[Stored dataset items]
══════
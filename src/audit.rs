//! Main audit orchestration logic

use crate::classifier::classify;
use crate::config::{AuditConfig, NetworkConfig};
use crate::error::Result;
use crate::manifest::read_manifest;
use crate::metadata::{MetadataFetcher, NpmRegistryClient};
use crate::types::{AuditSummary, DependencyVerdict};
use crate::vulnerabilities::VulnerabilitySource;
use std::path::Path;
use tracing::info;

/// Scan a project against the configured npm registry
pub async fn scan_project(
    project_path: &Path,
    config: &AuditConfig,
    network: &NetworkConfig,
    vulnerability_source: &dyn VulnerabilitySource,
) -> Result<Vec<DependencyVerdict>> {
    network.validate()?;
    let registry = NpmRegistryClient::new(network)?;
    scan_with(project_path, config, &registry, vulnerability_source, network.concurrency).await
}

/// Scan a project with explicit collaborators
pub async fn scan_with(
    project_path: &Path,
    config: &AuditConfig,
    fetcher: &dyn MetadataFetcher,
    vulnerability_source: &dyn VulnerabilitySource,
    concurrency: usize,
) -> Result<Vec<DependencyVerdict>> {
    info!("Starting audit of project at: {}", project_path.display());

    let declarations = read_manifest(project_path)?;
    info!("Found {} declared dependencies", declarations.len());

    let vulnerabilities = vulnerability_source.fetch_all().await;
    let verdicts = classify(&declarations, config, &vulnerabilities, fetcher, concurrency).await?;

    let summary = AuditSummary::from_verdicts(&verdicts);
    info!(
        "Audit complete: {} checked, {} outdated, {} vulnerable, {} non-compliant",
        summary.total, summary.outdated, summary.vulnerable, summary.non_compliant
    );

    Ok(verdicts)
}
══════
From the entries above, list each line with "vulnerabilities" in it.

use crate::vulnerabilities::VulnerabilitySource;
    let vulnerabilities = vulnerability_source.fetch_all().await;
    let verdicts = classify(&declarations, config, &vulnerabilities, fetcher, concurrency).await?;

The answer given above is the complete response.